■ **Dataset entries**
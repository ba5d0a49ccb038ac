//! Named deck registry with a "current deck" cursor and live editing buffers.
//!
//! The persisted snapshot is a JSON object keyed by deck name:
//!
//! ```json
//! { "Dragons": { "main": [...], "extra": [...], "side": [...] } }
//! ```
//!
//! Every structural mutation (create, save, save-as, rename, delete) writes
//! the full snapshot through the [`DeckStore`] before it takes effect. If the
//! write fails the in-memory state is left exactly as it was.

use std::collections::BTreeMap;
use std::ops::Bound;

use serde::Deserialize;
use serde_json::Value;

use crate::error::{DeckError, Rejection, Result};
use crate::models::{CardRecord, Deck, Zone};
use crate::scoring::ScoringTable;
use crate::store::DeckStore;
use crate::validator::DeckValidator;

/// Persisted form of the whole collection, ordered by deck name.
pub type Snapshot = BTreeMap<String, Deck>;

/// The per-session editing state: which deck is selected and its working copy.
///
/// Edits land in `live` and only reach the registry on `save`.
#[derive(Debug, Clone, Default, PartialEq, Eq)]
pub struct EditorState {
    pub current_name: Option<String>,
    pub live: Deck,
}

pub struct DeckCollection<S: DeckStore> {
    decks: Snapshot,
    editor: EditorState,
    validator: DeckValidator,
    store: S,
}

impl<S: DeckStore> DeckCollection<S> {
    /// Open a collection from whatever `store` currently holds.
    ///
    /// A missing snapshot yields an empty collection; so does a corrupt one,
    /// which is logged and discarded. Only store read failures are errors.
    pub fn open(store: S, validator: DeckValidator) -> Result<Self> {
        let blob = store.load()?;
        let mut collection = Self {
            decks: Snapshot::new(),
            editor: EditorState::default(),
            validator,
            store,
        };
        if let Some(blob) = blob {
            collection.load_blob(&blob);
        }
        Ok(collection)
    }

    /// Replace all state from a serialized snapshot.
    ///
    /// Input that is not a JSON object of decks is treated as an empty
    /// collection. Inside it, a deck entry that is not an object is skipped
    /// and bad card records are dropped without touching their neighbours.
    pub fn load_blob(&mut self, blob: &str) {
        let raw = match serde_json::from_str::<BTreeMap<String, Value>>(blob) {
            Ok(raw) => raw,
            Err(e) => {
                tracing::warn!(error = %e, "stored deck snapshot is corrupt, starting empty");
                self.load(Snapshot::new());
                return;
            }
        };
        let mut snapshot = Snapshot::new();
        for (name, value) in raw {
            match Deck::deserialize(&value) {
                Ok(deck) => {
                    snapshot.insert(name, deck);
                }
                Err(e) => tracing::warn!(deck = %name, error = %e, "skipping unreadable stored deck"),
            }
        }
        self.load(snapshot);
    }

    /// Replace all state from `snapshot` and select the first deck by name.
    ///
    /// Each deck is rebuilt through the validator, so banned cards, copies
    /// past the limit, cards past zone capacity and cards stored in the wrong
    /// zone are dropped.
    pub fn load(&mut self, mut snapshot: Snapshot) {
        for (name, deck) in snapshot.iter_mut() {
            let dropped = deck.retain_legal(&self.validator);
            if dropped > 0 {
                tracing::warn!(deck = %name, dropped, "removed illegal cards from stored deck");
            }
        }
        self.decks = snapshot;
        match self.decks.keys().next().cloned() {
            Some(first) => self.open_live(first),
            None => self.editor = EditorState::default(),
        }
        tracing::info!(decks = self.decks.len(), "loaded deck collection");
    }

    // -- Accessors -------------------------------------------------------------

    pub fn current_name(&self) -> Option<&str> {
        self.editor.current_name.as_deref()
    }

    /// The working copy of the current deck.
    pub fn live(&self) -> &Deck {
        &self.editor.live
    }

    pub fn editor(&self) -> &EditorState {
        &self.editor
    }

    pub fn names(&self) -> impl Iterator<Item = &str> {
        self.decks.keys().map(String::as_str)
    }

    pub fn get(&self, name: &str) -> Option<&Deck> {
        self.decks.get(name)
    }

    pub fn contains(&self, name: &str) -> bool {
        self.decks.contains_key(name)
    }

    pub fn len(&self) -> usize {
        self.decks.len()
    }

    pub fn is_empty(&self) -> bool {
        self.decks.is_empty()
    }

    pub fn snapshot(&self) -> &Snapshot {
        &self.decks
    }

    pub fn validator(&self) -> &DeckValidator {
        &self.validator
    }

    pub fn store(&self) -> &S {
        &self.store
    }

    pub fn store_mut(&mut self) -> &mut S {
        &mut self.store
    }

    /// Whether the live buffers differ from the stored copy of the current deck.
    ///
    /// Always `false` when nothing is selected.
    pub fn has_unsaved_changes(&self) -> bool {
        match self.current_name() {
            Some(name) => self.decks.get(name) != Some(&self.editor.live),
            None => false,
        }
    }

    pub fn score(&self, table: &ScoringTable) -> i64 {
        self.editor.live.score(table)
    }

    // -- Deck lifecycle --------------------------------------------------------

    /// Make `name` current, replacing the live buffers with its stored zones.
    pub fn select(&mut self, name: &str) -> Result<()> {
        if !self.decks.contains_key(name) {
            return Err(DeckError::NotFound(name.to_string()));
        }
        self.open_live(name.to_string());
        Ok(())
    }

    /// Create a new deck and make it current.
    ///
    /// With `seed_from_current` the new deck starts as a copy of the live
    /// buffers; otherwise it starts empty.
    pub fn create(&mut self, name: &str, seed_from_current: bool) -> Result<()> {
        self.check_new_name(name)?;
        let deck = if seed_from_current {
            self.editor.live.clone()
        } else {
            Deck::new()
        };

        let mut next = self.decks.clone();
        next.insert(name.to_string(), deck);
        self.commit(next)?;

        self.open_live(name.to_string());
        tracing::info!(deck = %name, seeded = seed_from_current, "created deck");
        Ok(())
    }

    /// Write the live buffers into the current deck.
    pub fn save(&mut self) -> Result<()> {
        let current = self.require_current()?.to_string();
        let mut next = self.decks.clone();
        next.insert(current.clone(), self.editor.live.clone());
        self.commit(next)?;
        tracing::info!(deck = %current, "saved deck");
        Ok(())
    }

    /// Store the live buffers under `new_name` and switch to it.
    ///
    /// The previously current deck keeps its last saved contents.
    pub fn save_as(&mut self, new_name: &str) -> Result<()> {
        self.require_current()?;
        self.check_new_name(new_name)?;
        let mut next = self.decks.clone();
        next.insert(new_name.to_string(), self.editor.live.clone());
        self.commit(next)?;
        self.editor.current_name = Some(new_name.to_string());
        tracing::info!(deck = %new_name, "saved deck under new name");
        Ok(())
    }

    /// Rename the current deck. Renaming to the same name is a no-op.
    pub fn rename(&mut self, new_name: &str) -> Result<()> {
        let current = self.require_current()?.to_string();
        if new_name == current {
            return Ok(());
        }
        self.check_new_name(new_name)?;

        let mut next = self.decks.clone();
        let deck = next.remove(&current).unwrap_or_default();
        next.insert(new_name.to_string(), deck);
        self.commit(next)?;

        self.editor.current_name = Some(new_name.to_string());
        tracing::info!(from = %current, to = %new_name, "renamed deck");
        Ok(())
    }

    /// Delete the current deck and select the next one by name, if any.
    pub fn delete(&mut self) -> Result<()> {
        let current = self.require_current()?.to_string();
        let mut next = self.decks.clone();
        next.remove(&current);
        self.commit(next)?;

        let successor = self
            .decks
            .range::<str, _>((Bound::Excluded(current.as_str()), Bound::Unbounded))
            .next()
            .or_else(|| self.decks.iter().next())
            .map(|(name, _)| name.clone());
        match successor {
            Some(name) => self.open_live(name),
            None => self.editor = EditorState::default(),
        }
        tracing::info!(deck = %current, "deleted deck");
        Ok(())
    }

    // -- Live editing ----------------------------------------------------------

    pub fn add_card(&mut self, card: CardRecord) -> std::result::Result<Zone, Rejection> {
        self.editor.live.add_card(card, &self.validator)
    }

    pub fn add_to_side(&mut self, card: CardRecord) -> std::result::Result<(), Rejection> {
        self.editor.live.add_to_side(card, &self.validator)
    }

    pub fn remove_at(&mut self, zone: Zone, index: usize) -> Result<CardRecord> {
        self.editor.live.remove_at(zone, index)
    }

    pub fn move_card(&mut self, from: Zone, index: usize, to: Zone) -> Result<Zone> {
        self.editor.live.move_card(from, index, to, &self.validator)
    }

    pub fn sort(&mut self) {
        self.editor.live.sort();
    }

    /// Empty the live buffers. The caller is expected to have confirmed.
    pub fn clear(&mut self) {
        self.editor.live.clear();
    }

    // -- Internals -------------------------------------------------------------

    fn require_current(&self) -> Result<&str> {
        self.current_name().ok_or(DeckError::NoCurrentDeck)
    }

    fn check_new_name(&self, name: &str) -> Result<()> {
        if name.trim().is_empty() {
            return Err(DeckError::BlankName);
        }
        if self.decks.contains_key(name) {
            return Err(DeckError::DuplicateName(name.to_string()));
        }
        Ok(())
    }

    /// Persist `next` and, only if that succeeds, adopt it.
    fn commit(&mut self, next: Snapshot) -> Result<()> {
        let blob = serde_json::to_string(&next)?;
        self.store.save(&blob)?;
        self.decks = next;
        Ok(())
    }

    fn open_live(&mut self, name: String) {
        let mut live = self.decks.get(&name).cloned().unwrap_or_default();
        live.retain_legal(&self.validator);
        self.editor = EditorState {
            current_name: Some(name),
            live,
        };
    }
}
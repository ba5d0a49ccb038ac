//! Persistence of the deck snapshot as an opaque JSON blob.
//!
//! The engine owns the schema; a store only reads and writes the text.

use std::fs;
use std::io::{self, Write};
use std::path::{Path, PathBuf};

use tempfile::NamedTempFile;

use crate::config;
use crate::error::Result;

/// Logical key-value contract for the persisted deck snapshot.
pub trait DeckStore {
    /// Return the stored blob, or `None` if nothing has been saved yet.
    fn load(&self) -> Result<Option<String>>;

    /// Replace the stored blob.
    fn save(&mut self, blob: &str) -> Result<()>;
}

// ---------------------------------------------------------------------------
// FileDeckStore
// ---------------------------------------------------------------------------

/// Stores the snapshot as a single JSON file inside a data directory.
#[derive(Debug)]
pub struct FileDeckStore {
    /// Directory holding the snapshot file.
    pub data_dir: PathBuf,
    path: PathBuf,
}

impl FileDeckStore {
    /// Create a store rooted at `data_dir`.
    ///
    /// If `data_dir` is `None`, uses the platform-appropriate data directory.
    /// Creates the directory if it does not exist.
    pub fn new(data_dir: Option<PathBuf>) -> Result<Self> {
        let dir = data_dir.unwrap_or_else(config::default_data_dir);
        fs::create_dir_all(&dir)?;
        let path = dir.join(config::STORE_FILE);
        Ok(Self {
            data_dir: dir,
            path,
        })
    }

    pub fn path(&self) -> &Path {
        &self.path
    }
}

impl DeckStore for FileDeckStore {
    fn load(&self) -> Result<Option<String>> {
        match fs::read_to_string(&self.path) {
            Ok(contents) => Ok(Some(contents)),
            Err(e) if e.kind() == io::ErrorKind::NotFound => Ok(None),
            Err(e) => Err(e.into()),
        }
    }

    /// Writes to a temp file first and renames on success, so an interrupted
    /// write never leaves a truncated snapshot behind.
    fn save(&mut self, blob: &str) -> Result<()> {
        let mut tmp = NamedTempFile::new_in(&self.data_dir)?;
        tmp.write_all(blob.as_bytes())?;
        tmp.flush()?;
        tmp.persist(&self.path).map_err(|e| e.error)?;
        Ok(())
    }
}

// ---------------------------------------------------------------------------
// MemoryDeckStore
// ---------------------------------------------------------------------------

/// In-process store, for tests and embedders that persist elsewhere.
#[derive(Debug, Default, Clone)]
pub struct MemoryDeckStore {
    blob: Option<String>,
    saves: usize,
    fail_saves: bool,
}

impl MemoryDeckStore {
    pub fn new() -> Self {
        Self::default()
    }

    /// A store that starts out holding `blob`.
    pub fn with_blob(blob: impl Into<String>) -> Self {
        Self {
            blob: Some(blob.into()),
            ..Self::default()
        }
    }

    pub fn blob(&self) -> Option<&str> {
        self.blob.as_deref()
    }

    /// Number of successful saves.
    pub fn saves(&self) -> usize {
        self.saves
    }

    /// Make every subsequent save fail with an IO error.
    pub fn set_fail_saves(&mut self, fail: bool) {
        self.fail_saves = fail;
    }
}

impl DeckStore for MemoryDeckStore {
    fn load(&self) -> Result<Option<String>> {
        Ok(self.blob.clone())
    }

    fn save(&mut self, blob: &str) -> Result<()> {
        if self.fail_saves {
            return Err(io::Error::new(io::ErrorKind::Other, "store is read-only").into());
        }
        self.blob = Some(blob.to_string());
        self.saves += 1;
        Ok(())
    }
}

■ **What is expected**
Nothing but the lines from the start of the data above through the line with "object is skipped" should appear in your answer, copied exactly.

■ **Answer box**
repository ba5d0a49ccb038ac
//! Named deck registry with a "current deck" cursor and live editing buffers.
//!
//! The persisted snapshot is a JSON object keyed by deck name:
//!
//! ```json
//! { "Dragons": { "main": [...], "extra": [...], "side": [...] } }
//! ```
//!
//! Every structural mutation (create, save, save-as, rename, delete) writes
//! the full snapshot through the [`DeckStore`] before it takes effect. If the
//! write fails the in-memory state is left exactly as it was.

use std::collections::BTreeMap;
use std::ops::Bound;

use serde::Deserialize;
use serde_json::Value;

use crate::error::{DeckError, Rejection, Result};
use crate::models::{CardRecord, Deck, Zone};
use crate::scoring::ScoringTable;
use crate::store::DeckStore;
use crate::validator::DeckValidator;

/// Persisted form of the whole collection, ordered by deck name.
pub type Snapshot = BTreeMap<String, Deck>;

/// The per-session editing state: which deck is selected and its working copy.
///
/// Edits land in `live` and only reach the registry on `save`.
#[derive(Debug, Clone, Default, PartialEq, Eq)]
pub struct EditorState {
    pub current_name: Option<String>,
    pub live: Deck,
}

pub struct DeckCollection<S: DeckStore> {
    decks: Snapshot,
    editor: EditorState,
    validator: DeckValidator,
    store: S,
}

impl<S: DeckStore> DeckCollection<S> {
    /// Open a collection from whatever `store` currently holds.
    ///
    /// A missing snapshot yields an empty collection; so does a corrupt one,
    /// which is logged and discarded. Only store read failures are errors.
    pub fn open(store: S, validator: DeckValidator) -> Result<Self> {
        let blob = store.load()?;
        let mut collection = Self {
            decks: Snapshot::new(),
            editor: EditorState::default(),
            validator,
            store,
        };
        if let Some(blob) = blob {
            collection.load_blob(&blob);
        }
        Ok(collection)
    }

    /// Replace all state from a serialized snapshot.
    ///
    /// Input that is not a JSON object of decks is treated as an empty
    /// collection. Inside it, a deck entry that is not an object is skipped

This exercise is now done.